What is required: Across the records that follow, count each line holding "crate", and write only the total.

[Items listed in a dataset]

use std::fmt::{Display, Formatter};
use std::path::PathBuf;
use std::time::Duration;

/// Kind of media shown on a page.
#[derive(Debug, Clone, Copy, PartialEq, Eq, Hash, Default)]
#[cfg_attr(feature = "serde", derive(serde::Serialize, serde::Deserialize))]
#[cfg_attr(feature = "serde", serde(rename_all = "snake_case"))]
pub enum MediaKind {
    /// Static image
    Image,
    /// Video clip
    #[default]
    Video,
    /// Animated frame sequence (gif or numbered frames)
    AnimatedSequence,
}

impl MediaKind {
    /// Whether the shared player has anything to do for this kind.
    pub fn is_playable(self) -> bool {
        !matches!(self, MediaKind::Image)
    }
}

impl Display for MediaKind {
    fn fmt(&self, f: &mut Formatter<'_>) -> std::fmt::Result {
        match self {
            MediaKind::Image => write!(f, "image"),
            MediaKind::Video => write!(f, "video"),
            MediaKind::AnimatedSequence => write!(f, "animated-sequence"),
        }
    }
}

/// Reference to the media backing a page.
///
/// Paths are opaque to this crate; the host's cover source and media backend
/// resolve them.
#[derive(Debug, Clone, PartialEq, Default)]
#[cfg_attr(feature = "serde", derive(serde::Serialize, serde::Deserialize))]
pub struct MediaRef {
    pub kind: MediaKind,
    /// Playable (or, for images, displayable) resource.
    #[cfg_attr(feature = "serde", serde(default))]
    pub source: Option<PathBuf>,
    /// Cover image shown while not playing. When absent, videos take their
    /// cover from the frame at `poster_time`.
    #[cfg_attr(feature = "serde", serde(default))]
    pub cover: Option<PathBuf>,
    /// Per-page loop override. `None` defers to the configured default.
    #[cfg_attr(feature = "serde", serde(default))]
    pub looping: Option<bool>,
    #[cfg_attr(feature = "serde", serde(default))]
    pub poster_time: Duration,
}

impl MediaRef {
    pub fn image(source: impl Into<PathBuf>) -> Self {
        Self {
            kind: MediaKind::Image,
            source: Some(source.into()),
            ..Self::default()
        }
    }

    pub fn video(source: impl Into<PathBuf>) -> Self {
        Self {
            kind: MediaKind::Video,
            source: Some(source.into()),
            ..Self::default()
        }
    }

    pub fn animated(source: impl Into<PathBuf>) -> Self {
        Self {
            kind: MediaKind::AnimatedSequence,
            source: Some(source.into()),
            ..Self::default()
        }
    }

    pub fn with_cover(mut self, cover: impl Into<PathBuf>) -> Self {
        self.cover = Some(cover.into());
        self
    }

    pub fn with_looping(mut self, looping: bool) -> Self {
        self.looping = Some(looping);
        self
    }

    pub fn with_poster_time(mut self, at: Duration) -> Self {
        self.poster_time = at;
        self
    }

    /// Resolve the loop flag against the configured default.
    pub fn loops(&self, default: bool) -> bool {
        self.looping.unwrap_or(default)
    }

    /// The path a cover should be read from: the explicit cover if set,
    /// otherwise the source itself (images, or videos at `poster_time`).
    pub fn cover_origin(&self) -> Option<&PathBuf> {
        self.cover.as_ref().or(self.source.as_ref())
    }
}
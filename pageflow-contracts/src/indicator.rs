/// Direction requested by a tap on the indicator strip.
#[derive(Debug, Clone, Copy, PartialEq, Eq, Hash)]
pub enum PageStep {
    Previous,
    Next,
}

impl PageStep {
    pub fn delta(self) -> isize {
        match self {
            PageStep::Previous => -1,
            PageStep::Next => 1,
        }
    }
}

/// Page indicator widget (dot strip).
pub trait PageIndicator {
    /// Rebuild for `count` pages; highlight resets to the first dot.
    fn set_count(&mut self, count: usize);

    /// Discrete, animated highlight swap.
    fn jump_to(&mut self, index: usize);

    /// Sub-page drag feedback. Called at scroll-event frequency; must not
    /// block.
    fn update_continuous(&mut self, offset_ratio: f32);
}
//! Replays a gesture script against a deck with recording collaborators and
//! a tweened scroll surface, collecting what each step caused.

use anyhow::{Result, bail};
use pageflow_contracts::indicator::PageIndicator;
use pageflow_contracts::surface::ScrollSurface;
use pageflow_core::animator::{TweenScroll, TweenStep};
use pageflow_core::indicator::DotStrip;
use pageflow_core::recording::{
    Event, EventLog, RecordingBackend, RecordingCovers, RecordingIndicator,
    RecordingObserver,
};
use pageflow_core::{DragRelease, PagingConfig, PagingSurface, PlaybackCoordinator};
use pageflow_model::Page;
use serde::Serialize;
use std::time::{Duration, Instant};

use crate::script::Step;

/// Keeps the dot strip model for tap resolution while recording what the
/// indicator was told.
#[derive(Debug)]
struct TeeIndicator {
    strip: DotStrip,
    recorder: RecordingIndicator,
}

impl PageIndicator for TeeIndicator {
    fn set_count(&mut self, count: usize) {
        self.strip.set_count(count);
        self.recorder.set_count(count);
    }

    fn jump_to(&mut self, index: usize) {
        self.strip.jump_to(index);
        self.recorder.jump_to(index);
    }

    fn update_continuous(&mut self, offset_ratio: f32) {
        self.strip.update_continuous(offset_ratio);
        self.recorder.update_continuous(offset_ratio);
    }
}

#[derive(Debug, Serialize)]
pub struct StepReport {
    pub step: usize,
    pub focus: Option<usize>,
    pub playing: Option<String>,
    pub events: Vec<Event>,
}

pub struct Simulation {
    surface: PagingSurface<TweenScroll, TeeIndicator>,
    log: EventLog,
    clock: Instant,
    frame: Duration,
}

impl std::fmt::Debug for Simulation {
    fn fmt(&self, f: &mut std::fmt::Formatter<'_>) -> std::fmt::Result {
        f.debug_struct("Simulation")
            .field("surface", &self.surface)
            .field("frame", &self.frame)
            .finish_non_exhaustive()
    }
}

impl Simulation {
    pub fn new(
        pages: Vec<Page>,
        viewport: f32,
        config: PagingConfig,
        frame: Duration,
    ) -> Result<Self> {
        if frame.is_zero() {
            bail!("frame interval must be non-zero");
        }
        let log = EventLog::default();
        let clock = Instant::now();
        let playback = PlaybackCoordinator::new(
            Box::new(RecordingBackend::new(log.clone())),
            Box::new(RecordingCovers::new(log.clone())),
            config.loop_by_default,
        );
        let indicator = TeeIndicator {
            strip: DotStrip::default(),
            recorder: RecordingIndicator::new(log.clone()),
        };
        let mut surface = PagingSurface::new(
            viewport,
            config,
            TweenScroll::new(clock),
            indicator,
            playback,
        );
        surface.add_observer(Box::new(RecordingObserver::new(log.clone())));
        surface.load(pages);

        Ok(Self {
            surface,
            log,
            clock,
            frame,
        })
    }

    /// Events recorded while loading the deck.
    pub fn initial_report(&self) -> StepReport {
        self.report(0)
    }

    pub fn run(&mut self, steps: &[Step]) -> Result<Vec<StepReport>> {
        let mut reports = Vec::with_capacity(steps.len());
        for (i, step) in steps.iter().enumerate() {
            tracing::debug!(step = i + 1, ?step, "replaying");
            self.apply(step)?;
            self.finish_animation();
            reports.push(self.report(i + 1));
        }
        Ok(reports)
    }

    fn report(&self, step: usize) -> StepReport {
        let playing = self
            .surface
            .deck()
            .pages()
            .iter()
            .find(|p| self.surface.playback().is_playing(p.id()))
            .map(|p| p.title().to_string());
        StepReport {
            step,
            focus: self.surface.focus_index(),
            playing,
            events: self.log.take(),
        }
    }

    fn apply(&mut self, step: &Step) -> Result<()> {
        match *step {
            Step::Drag {
                by,
                velocity,
                duration_ms,
                coast,
            } => self.drag(by, velocity, Duration::from_millis(duration_ms), coast),
            Step::Jump { index, animated } => {
                self.surface.jump_to(index, animated)?;
            }
            Step::Tap { x, width } => {
                match self.surface.indicator().strip.tap(x, width) {
                    Some(step) => {
                        self.surface.request_step(step)?;
                    }
                    None => tracing::info!(x, width, "tap outside indicator zone"),
                }
            }
            Step::MediaEnded => {
                if let Some(page) = self.surface.deck().focused().map(Page::id) {
                    self.surface.media_ended(page);
                }
            }
            Step::Select { index } => self.surface.select(index)?,
            Step::Resize { width } => self.surface.set_viewport_width(width),
        }
        Ok(())
    }

    fn drag(&mut self, by: f32, velocity: Option<f32>, duration: Duration, coast: Option<f32>) {
        let start = self.surface.scroll().content_offset();
        self.surface.drag_begin(self.clock);

        let frames = (duration.as_secs_f32() / self.frame.as_secs_f32())
            .ceil()
            .max(1.0) as u32;
        for n in 1..=frames {
            self.tick_clock();
            let offset = start + by * n as f32 / frames as f32;
            self.surface.scroll_mut().drag_to(offset);
            self.surface.scroll_moved(offset);
        }

        let mut release = DragRelease::at(self.clock);
        if let Some(velocity) = velocity {
            release = release.with_velocity(velocity);
        }
        let Some(coast) = coast else {
            self.surface.drag_end(release);
            return;
        };

        self.surface.drag_end(release.decelerating());
        let released_at = start + by;
        for n in 1..=frames {
            self.tick_clock();
            let offset = released_at + coast * n as f32 / frames as f32;
            self.surface.scroll_mut().drag_to(offset);
            self.surface.scroll_moved(offset);
        }
        self.surface.deceleration_end();
    }

    fn finish_animation(&mut self) {
        loop {
            self.tick_clock();
            match self.surface.scroll_mut().tick(self.clock) {
                Some(TweenStep::Frame(offset)) => self.surface.scroll_moved(offset),
                Some(TweenStep::Finished { ticket, offset }) => {
                    self.surface.scroll_moved(offset);
                    self.surface.animation_complete(ticket);
                }
                None => break,
            }
        }
    }

    fn tick_clock(&mut self) {
        self.clock += self.frame;
        self.surface.scroll_mut().set_clock(self.clock);
    }
}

Output of the task: 2